> TASK TO CARRY OUT
Each line of the data below containing "filename" needs to be listed.

Collected data entries
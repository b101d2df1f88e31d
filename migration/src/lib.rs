pub use sea_orm_migration::prelude::*;

mod m20250301_000001_create_credit_ledger;
mod m20250301_000002_create_booking_tables;

pub struct Migrator;

#[async_trait::async_trait]
impl MigratorTrait for Migrator {
    fn migrations() -> Vec<Box<dyn MigrationTrait>> {
        vec![
            Box::new(m20250301_000001_create_credit_ledger::Migration),
            Box::new(m20250301_000002_create_booking_tables::Migration),
        ]
    }
}
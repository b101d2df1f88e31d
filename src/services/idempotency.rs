//! Guards over ledger history that keep webhook retries and repeated
//! cancellations from moving credits twice.
//!
//! They run inside the caller's transaction; the unique indexes on
//! (payment_id, reason) and (enrollment_id, reason) remain the final word
//! when two transactions race past a guard.

use uuid::Uuid;

use crate::{
    error::{ApiError, Result},
    models::{
        booking::Payment,
        ledger::{CreditKey, CreditReason, LedgerEntry},
    },
    store::LedgerTxn,
};

/// The PAYMENT_CREDIT entry written for `payment_id`, if the payment was ever credited
pub async fn find_payment_grant<T>(txn: &mut T, payment_id: Uuid) -> Result<Option<LedgerEntry>>
where
    T: LedgerTxn + ?Sized,
{
    Ok(txn
        .payment_entries(payment_id)
        .await?
        .into_iter()
        .find(|entry| entry.reason == CreditReason::PaymentCredit))
}

/// Whether the grant for `payment_id` has already been reversed
pub async fn is_payment_reversed<T>(txn: &mut T, payment_id: Uuid) -> Result<bool>
where
    T: LedgerTxn + ?Sized,
{
    Ok(txn
        .payment_entries(payment_id)
        .await?
        .iter()
        .any(|entry| entry.reason == CreditReason::AdminAdjust))
}

/// Oldest payment among `candidates` that has not been credited yet
pub async fn first_unallocated<T>(txn: &mut T, candidates: Vec<Payment>) -> Result<Option<Payment>>
where
    T: LedgerTxn + ?Sized,
{
    for payment in candidates {
        if find_payment_grant(txn, payment.id).await?.is_none() {
            return Ok(Some(payment));
        }
    }
    Ok(None)
}

/// A release must match exactly one reserve of the same enrollment on the
/// same pair, and that reserve must not have been released already.
pub async fn ensure_release_is_paired<T>(
    txn: &mut T,
    key: CreditKey,
    enrollment_id: Uuid,
) -> Result<()>
where
    T: LedgerTxn + ?Sized,
{
    let entries = txn.enrollment_entries(enrollment_id).await?;

    let reserves = entries
        .iter()
        .filter(|e| e.reason == CreditReason::EnrollReserve && e.key == key)
        .count();
    let released = entries
        .iter()
        .any(|e| e.reason == CreditReason::EnrollRelease);

    if reserves != 1 || released {
        return Err(ApiError::UnpairedRelease(enrollment_id));
    }

    Ok(())
}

> THE ANSWER
filename migration/src/lib.rs
filename src/services/idempotency.rs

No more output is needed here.